Work required
The entries below contain a line with "let alg = certificate::algorithm(&statement.att_stmt)?;" and a line with "let mut signed". Retype exactly everything from the first down to the second, both included, and nothing else.
-- Opening Marker --
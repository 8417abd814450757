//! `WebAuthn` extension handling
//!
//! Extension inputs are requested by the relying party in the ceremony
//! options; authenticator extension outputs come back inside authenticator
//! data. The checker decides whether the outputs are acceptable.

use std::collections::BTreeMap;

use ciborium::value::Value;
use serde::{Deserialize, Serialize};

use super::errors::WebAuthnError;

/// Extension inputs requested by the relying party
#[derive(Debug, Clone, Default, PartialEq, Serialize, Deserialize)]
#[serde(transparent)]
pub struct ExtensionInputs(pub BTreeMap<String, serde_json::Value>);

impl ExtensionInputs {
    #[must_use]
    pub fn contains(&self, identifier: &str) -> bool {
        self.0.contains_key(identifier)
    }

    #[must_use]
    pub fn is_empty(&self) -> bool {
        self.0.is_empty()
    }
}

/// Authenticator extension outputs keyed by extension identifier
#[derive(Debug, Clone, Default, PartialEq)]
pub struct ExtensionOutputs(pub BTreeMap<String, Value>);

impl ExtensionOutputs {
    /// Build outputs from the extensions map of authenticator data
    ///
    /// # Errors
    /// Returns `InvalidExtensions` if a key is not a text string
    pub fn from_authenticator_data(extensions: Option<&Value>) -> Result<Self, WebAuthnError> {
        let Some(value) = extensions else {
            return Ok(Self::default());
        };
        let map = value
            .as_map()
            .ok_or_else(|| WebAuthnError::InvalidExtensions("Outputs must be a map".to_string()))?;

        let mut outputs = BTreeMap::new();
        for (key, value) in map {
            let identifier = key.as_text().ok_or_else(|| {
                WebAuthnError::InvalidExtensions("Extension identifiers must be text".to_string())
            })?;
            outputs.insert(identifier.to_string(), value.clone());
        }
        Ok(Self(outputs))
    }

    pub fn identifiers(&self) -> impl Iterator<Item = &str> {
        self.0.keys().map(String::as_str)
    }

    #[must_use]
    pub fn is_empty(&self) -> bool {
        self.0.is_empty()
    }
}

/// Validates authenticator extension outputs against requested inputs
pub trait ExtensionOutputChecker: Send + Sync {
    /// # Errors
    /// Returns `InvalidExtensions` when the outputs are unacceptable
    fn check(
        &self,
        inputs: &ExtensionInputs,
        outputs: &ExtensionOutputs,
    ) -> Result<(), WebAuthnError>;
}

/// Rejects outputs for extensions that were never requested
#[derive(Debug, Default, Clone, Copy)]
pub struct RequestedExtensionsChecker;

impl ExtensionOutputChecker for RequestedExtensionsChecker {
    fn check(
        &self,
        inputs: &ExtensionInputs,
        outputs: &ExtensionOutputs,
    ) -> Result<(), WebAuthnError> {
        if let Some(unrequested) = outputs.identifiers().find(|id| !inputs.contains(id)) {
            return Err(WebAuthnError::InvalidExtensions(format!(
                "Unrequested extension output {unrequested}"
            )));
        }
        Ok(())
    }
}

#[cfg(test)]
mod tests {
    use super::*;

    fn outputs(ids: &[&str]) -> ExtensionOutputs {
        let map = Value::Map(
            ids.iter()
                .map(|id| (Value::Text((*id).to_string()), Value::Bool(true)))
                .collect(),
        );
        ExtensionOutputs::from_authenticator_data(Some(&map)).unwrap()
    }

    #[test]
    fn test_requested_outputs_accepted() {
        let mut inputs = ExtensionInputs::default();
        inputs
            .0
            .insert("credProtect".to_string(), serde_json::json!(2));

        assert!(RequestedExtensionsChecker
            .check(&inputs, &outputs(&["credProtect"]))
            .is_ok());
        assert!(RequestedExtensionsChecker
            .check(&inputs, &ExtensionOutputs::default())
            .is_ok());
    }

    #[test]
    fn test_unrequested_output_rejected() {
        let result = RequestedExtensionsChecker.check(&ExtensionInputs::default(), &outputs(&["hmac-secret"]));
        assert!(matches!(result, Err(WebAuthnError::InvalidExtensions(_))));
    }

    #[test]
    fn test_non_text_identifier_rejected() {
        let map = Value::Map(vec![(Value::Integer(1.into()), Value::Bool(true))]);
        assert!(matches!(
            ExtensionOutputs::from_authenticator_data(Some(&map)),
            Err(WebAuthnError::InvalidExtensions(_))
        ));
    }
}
-- Closing Marker --
-- Opening Marker --
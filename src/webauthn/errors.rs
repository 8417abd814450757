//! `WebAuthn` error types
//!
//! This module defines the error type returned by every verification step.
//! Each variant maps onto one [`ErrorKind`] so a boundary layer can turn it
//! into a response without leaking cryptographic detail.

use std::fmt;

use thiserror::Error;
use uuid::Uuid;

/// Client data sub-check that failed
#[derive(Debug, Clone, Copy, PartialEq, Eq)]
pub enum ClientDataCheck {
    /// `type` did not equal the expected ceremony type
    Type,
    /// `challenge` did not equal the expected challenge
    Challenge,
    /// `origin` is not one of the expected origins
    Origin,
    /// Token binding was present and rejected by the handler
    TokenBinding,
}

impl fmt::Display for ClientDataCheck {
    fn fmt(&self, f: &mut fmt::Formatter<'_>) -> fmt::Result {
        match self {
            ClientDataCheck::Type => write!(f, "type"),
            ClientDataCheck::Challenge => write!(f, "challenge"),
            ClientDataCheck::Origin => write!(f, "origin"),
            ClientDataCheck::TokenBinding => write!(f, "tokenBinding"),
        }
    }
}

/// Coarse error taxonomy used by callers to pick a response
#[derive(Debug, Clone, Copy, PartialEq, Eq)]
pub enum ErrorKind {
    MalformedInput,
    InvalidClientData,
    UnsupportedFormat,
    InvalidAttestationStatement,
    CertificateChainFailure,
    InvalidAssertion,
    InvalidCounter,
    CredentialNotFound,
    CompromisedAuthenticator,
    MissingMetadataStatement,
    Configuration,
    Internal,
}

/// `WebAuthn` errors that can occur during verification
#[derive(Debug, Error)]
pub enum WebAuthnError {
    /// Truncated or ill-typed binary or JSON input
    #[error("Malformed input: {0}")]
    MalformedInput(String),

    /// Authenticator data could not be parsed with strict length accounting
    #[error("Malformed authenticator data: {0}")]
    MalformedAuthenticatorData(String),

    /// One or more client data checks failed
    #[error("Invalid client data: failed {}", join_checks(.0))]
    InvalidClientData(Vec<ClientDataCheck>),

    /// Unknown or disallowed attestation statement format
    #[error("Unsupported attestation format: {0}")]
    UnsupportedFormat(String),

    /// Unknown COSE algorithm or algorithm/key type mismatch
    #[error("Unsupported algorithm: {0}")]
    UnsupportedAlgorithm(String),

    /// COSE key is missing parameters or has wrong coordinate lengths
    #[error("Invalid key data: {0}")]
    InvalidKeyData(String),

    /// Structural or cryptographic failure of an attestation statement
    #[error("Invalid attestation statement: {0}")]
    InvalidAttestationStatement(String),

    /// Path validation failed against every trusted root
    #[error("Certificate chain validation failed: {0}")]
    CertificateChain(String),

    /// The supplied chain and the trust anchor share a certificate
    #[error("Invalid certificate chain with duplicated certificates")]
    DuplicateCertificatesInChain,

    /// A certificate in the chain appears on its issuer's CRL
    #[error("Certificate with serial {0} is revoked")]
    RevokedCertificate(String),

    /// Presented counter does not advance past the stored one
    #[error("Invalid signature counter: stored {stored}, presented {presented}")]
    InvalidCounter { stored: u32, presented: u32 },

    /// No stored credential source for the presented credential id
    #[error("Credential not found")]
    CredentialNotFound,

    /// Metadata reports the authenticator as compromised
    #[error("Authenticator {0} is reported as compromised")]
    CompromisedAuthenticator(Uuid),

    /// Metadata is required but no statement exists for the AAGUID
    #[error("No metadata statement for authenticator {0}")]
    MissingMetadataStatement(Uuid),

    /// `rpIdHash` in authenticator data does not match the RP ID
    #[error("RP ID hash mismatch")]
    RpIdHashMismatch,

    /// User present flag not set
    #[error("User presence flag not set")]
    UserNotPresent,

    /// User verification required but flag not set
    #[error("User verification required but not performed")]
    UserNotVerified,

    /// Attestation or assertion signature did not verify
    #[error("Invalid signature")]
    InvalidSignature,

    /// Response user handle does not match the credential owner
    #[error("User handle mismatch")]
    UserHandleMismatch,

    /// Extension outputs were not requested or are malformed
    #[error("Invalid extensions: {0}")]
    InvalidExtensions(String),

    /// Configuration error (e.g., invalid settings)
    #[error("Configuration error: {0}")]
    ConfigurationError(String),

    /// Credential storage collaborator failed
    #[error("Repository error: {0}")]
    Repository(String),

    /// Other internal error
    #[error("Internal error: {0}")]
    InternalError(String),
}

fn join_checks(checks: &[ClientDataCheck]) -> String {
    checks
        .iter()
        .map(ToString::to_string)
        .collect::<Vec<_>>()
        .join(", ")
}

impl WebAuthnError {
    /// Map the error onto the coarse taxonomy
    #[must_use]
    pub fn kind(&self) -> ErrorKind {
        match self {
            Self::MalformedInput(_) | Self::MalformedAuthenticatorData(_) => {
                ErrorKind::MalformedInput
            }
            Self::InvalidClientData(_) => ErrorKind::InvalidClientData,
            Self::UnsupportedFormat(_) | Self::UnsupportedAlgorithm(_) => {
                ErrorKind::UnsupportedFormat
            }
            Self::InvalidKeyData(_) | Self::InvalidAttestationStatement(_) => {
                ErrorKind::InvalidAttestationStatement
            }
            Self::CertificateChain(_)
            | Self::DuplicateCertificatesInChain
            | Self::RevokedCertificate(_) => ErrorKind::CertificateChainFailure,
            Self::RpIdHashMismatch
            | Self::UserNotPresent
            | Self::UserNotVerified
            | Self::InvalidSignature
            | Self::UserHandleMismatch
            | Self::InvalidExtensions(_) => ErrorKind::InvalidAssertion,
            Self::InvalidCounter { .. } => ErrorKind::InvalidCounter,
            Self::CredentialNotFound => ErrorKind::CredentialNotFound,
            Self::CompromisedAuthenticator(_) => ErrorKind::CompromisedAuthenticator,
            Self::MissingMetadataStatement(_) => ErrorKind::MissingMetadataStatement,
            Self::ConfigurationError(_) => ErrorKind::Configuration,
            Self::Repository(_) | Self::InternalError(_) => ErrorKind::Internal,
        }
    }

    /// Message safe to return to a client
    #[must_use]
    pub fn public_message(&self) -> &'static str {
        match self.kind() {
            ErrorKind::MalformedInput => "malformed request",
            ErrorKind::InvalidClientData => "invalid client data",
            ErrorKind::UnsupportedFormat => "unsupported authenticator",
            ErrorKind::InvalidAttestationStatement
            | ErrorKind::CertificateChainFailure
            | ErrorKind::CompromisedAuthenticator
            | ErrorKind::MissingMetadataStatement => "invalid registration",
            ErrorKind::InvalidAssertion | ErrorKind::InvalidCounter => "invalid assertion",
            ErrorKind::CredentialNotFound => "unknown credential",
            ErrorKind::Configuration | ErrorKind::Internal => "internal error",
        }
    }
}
-- Closing Marker --
-- Opening Marker --
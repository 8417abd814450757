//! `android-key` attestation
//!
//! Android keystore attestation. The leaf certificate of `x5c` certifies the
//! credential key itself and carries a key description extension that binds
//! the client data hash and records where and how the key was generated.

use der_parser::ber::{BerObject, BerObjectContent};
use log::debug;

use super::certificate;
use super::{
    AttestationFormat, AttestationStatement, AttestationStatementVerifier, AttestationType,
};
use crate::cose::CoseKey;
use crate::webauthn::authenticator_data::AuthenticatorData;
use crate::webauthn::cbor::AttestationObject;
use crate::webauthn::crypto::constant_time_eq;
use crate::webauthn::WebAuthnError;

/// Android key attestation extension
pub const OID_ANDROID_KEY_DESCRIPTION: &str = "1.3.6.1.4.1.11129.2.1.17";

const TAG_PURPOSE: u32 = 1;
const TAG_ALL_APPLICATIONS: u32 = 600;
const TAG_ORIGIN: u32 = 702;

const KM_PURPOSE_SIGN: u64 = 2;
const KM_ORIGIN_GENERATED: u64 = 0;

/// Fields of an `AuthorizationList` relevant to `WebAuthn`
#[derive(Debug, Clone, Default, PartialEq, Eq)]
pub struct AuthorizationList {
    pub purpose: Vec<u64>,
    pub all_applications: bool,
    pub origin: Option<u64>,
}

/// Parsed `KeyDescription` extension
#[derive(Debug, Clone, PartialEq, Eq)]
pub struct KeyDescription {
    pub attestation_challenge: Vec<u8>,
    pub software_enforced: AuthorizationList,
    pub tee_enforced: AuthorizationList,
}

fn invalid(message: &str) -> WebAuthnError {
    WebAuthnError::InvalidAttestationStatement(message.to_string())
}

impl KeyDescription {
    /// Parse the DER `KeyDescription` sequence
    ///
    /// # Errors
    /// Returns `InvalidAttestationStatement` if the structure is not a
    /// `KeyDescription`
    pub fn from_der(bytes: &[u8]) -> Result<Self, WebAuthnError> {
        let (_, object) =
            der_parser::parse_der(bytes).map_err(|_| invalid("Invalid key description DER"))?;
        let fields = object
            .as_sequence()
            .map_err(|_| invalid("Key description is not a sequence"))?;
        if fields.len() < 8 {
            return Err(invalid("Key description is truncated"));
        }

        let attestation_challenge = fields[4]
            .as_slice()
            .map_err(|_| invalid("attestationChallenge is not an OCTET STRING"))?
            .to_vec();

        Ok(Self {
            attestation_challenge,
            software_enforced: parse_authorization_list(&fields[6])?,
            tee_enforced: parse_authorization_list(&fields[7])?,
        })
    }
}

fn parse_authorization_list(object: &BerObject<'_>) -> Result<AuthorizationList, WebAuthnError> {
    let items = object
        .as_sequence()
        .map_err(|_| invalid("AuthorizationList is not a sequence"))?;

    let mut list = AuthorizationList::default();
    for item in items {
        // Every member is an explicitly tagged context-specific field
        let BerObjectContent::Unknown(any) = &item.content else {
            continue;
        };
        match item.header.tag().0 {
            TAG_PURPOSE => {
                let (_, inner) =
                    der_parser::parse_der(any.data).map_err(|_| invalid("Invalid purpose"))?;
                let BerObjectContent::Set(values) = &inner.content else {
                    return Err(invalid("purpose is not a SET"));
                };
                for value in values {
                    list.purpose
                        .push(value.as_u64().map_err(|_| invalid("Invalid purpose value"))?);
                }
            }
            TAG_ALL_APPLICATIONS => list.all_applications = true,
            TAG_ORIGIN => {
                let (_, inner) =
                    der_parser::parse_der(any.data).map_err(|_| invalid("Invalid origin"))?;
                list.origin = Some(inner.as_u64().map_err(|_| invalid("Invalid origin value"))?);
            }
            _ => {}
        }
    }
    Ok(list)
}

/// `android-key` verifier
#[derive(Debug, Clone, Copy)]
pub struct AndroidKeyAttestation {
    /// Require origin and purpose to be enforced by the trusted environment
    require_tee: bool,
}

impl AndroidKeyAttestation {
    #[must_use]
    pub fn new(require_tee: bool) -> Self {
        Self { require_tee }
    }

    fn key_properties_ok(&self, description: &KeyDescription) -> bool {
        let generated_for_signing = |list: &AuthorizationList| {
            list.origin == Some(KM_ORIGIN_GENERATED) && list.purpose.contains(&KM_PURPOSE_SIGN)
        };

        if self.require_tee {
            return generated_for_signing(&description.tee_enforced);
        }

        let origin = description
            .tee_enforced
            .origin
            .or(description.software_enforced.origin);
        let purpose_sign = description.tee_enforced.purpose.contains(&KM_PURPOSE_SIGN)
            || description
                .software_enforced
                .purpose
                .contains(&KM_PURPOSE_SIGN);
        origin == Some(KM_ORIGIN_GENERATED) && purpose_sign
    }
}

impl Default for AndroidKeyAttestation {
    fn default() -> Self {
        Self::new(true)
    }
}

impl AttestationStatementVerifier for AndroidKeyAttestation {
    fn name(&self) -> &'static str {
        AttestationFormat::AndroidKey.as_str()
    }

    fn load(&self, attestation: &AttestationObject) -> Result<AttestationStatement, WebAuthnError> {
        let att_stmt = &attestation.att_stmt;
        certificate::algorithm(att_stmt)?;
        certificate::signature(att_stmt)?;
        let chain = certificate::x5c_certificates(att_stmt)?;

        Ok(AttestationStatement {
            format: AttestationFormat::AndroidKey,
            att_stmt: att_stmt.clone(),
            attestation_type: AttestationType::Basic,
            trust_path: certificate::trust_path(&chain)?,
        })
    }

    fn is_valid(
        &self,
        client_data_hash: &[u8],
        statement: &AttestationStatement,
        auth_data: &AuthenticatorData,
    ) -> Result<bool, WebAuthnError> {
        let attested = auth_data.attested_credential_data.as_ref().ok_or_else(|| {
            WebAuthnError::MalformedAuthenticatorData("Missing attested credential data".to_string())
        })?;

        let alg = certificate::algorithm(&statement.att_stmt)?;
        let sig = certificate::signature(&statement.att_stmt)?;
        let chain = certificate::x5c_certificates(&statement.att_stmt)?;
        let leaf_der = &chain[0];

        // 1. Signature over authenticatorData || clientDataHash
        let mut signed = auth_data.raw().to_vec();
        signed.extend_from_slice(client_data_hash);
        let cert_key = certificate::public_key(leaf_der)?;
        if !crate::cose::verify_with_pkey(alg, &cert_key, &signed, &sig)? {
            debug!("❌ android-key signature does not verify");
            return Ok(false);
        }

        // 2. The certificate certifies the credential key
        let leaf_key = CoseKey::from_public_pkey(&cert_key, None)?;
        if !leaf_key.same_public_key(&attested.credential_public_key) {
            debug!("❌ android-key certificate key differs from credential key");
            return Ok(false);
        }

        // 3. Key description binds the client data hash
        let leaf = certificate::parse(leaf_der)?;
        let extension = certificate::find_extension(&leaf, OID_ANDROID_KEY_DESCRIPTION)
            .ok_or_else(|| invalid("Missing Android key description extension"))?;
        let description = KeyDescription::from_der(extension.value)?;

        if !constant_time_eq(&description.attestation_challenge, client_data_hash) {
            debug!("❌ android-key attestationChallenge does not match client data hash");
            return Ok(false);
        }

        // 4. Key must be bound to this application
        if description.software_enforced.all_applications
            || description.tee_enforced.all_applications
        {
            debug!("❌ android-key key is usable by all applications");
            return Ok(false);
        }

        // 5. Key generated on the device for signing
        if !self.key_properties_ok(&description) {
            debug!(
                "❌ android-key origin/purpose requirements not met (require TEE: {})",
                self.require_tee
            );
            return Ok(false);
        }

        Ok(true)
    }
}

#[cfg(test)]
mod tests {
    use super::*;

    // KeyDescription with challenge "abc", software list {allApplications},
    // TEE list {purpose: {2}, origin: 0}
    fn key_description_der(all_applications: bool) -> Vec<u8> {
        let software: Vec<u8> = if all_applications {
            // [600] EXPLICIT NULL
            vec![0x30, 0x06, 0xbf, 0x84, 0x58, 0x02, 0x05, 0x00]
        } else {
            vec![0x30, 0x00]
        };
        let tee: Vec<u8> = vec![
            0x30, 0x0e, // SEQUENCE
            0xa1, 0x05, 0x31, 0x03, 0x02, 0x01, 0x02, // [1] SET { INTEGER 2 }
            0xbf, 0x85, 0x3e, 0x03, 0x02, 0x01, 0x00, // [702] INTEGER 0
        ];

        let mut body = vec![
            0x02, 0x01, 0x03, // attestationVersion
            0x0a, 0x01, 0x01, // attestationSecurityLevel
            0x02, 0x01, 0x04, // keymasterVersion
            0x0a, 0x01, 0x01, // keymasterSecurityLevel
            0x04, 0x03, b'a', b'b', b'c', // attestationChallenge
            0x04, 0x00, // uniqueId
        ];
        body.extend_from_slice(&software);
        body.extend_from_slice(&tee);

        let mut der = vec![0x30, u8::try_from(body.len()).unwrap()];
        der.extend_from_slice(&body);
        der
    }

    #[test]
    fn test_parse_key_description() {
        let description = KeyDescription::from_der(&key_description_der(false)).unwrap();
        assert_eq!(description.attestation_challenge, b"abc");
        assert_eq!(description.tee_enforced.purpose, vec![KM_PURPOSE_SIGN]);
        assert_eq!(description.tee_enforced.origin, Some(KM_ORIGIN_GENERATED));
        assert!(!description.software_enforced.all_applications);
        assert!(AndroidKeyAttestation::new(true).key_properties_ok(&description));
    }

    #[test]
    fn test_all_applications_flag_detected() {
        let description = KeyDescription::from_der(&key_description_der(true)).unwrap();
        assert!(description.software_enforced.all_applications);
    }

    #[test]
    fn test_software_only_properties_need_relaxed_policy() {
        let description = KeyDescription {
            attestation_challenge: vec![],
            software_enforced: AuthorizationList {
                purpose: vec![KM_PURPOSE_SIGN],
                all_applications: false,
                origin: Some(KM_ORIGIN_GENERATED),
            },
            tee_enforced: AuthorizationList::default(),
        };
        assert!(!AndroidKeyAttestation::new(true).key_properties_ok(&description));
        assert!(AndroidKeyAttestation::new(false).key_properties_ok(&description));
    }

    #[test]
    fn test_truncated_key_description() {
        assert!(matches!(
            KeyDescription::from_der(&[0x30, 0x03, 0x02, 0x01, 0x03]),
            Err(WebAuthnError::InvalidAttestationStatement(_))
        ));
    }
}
-- Closing Marker --
Solution
        let alg = certificate::algorithm(&statement.att_stmt)?;
        let sig = certificate::signature(&statement.att_stmt)?;
        let chain = certificate::x5c_certificates(&statement.att_stmt)?;
        let leaf_der = &chain[0];

        // 1. Signature over authenticatorData || clientDataHash
        let mut signed = auth_data.raw().to_vec();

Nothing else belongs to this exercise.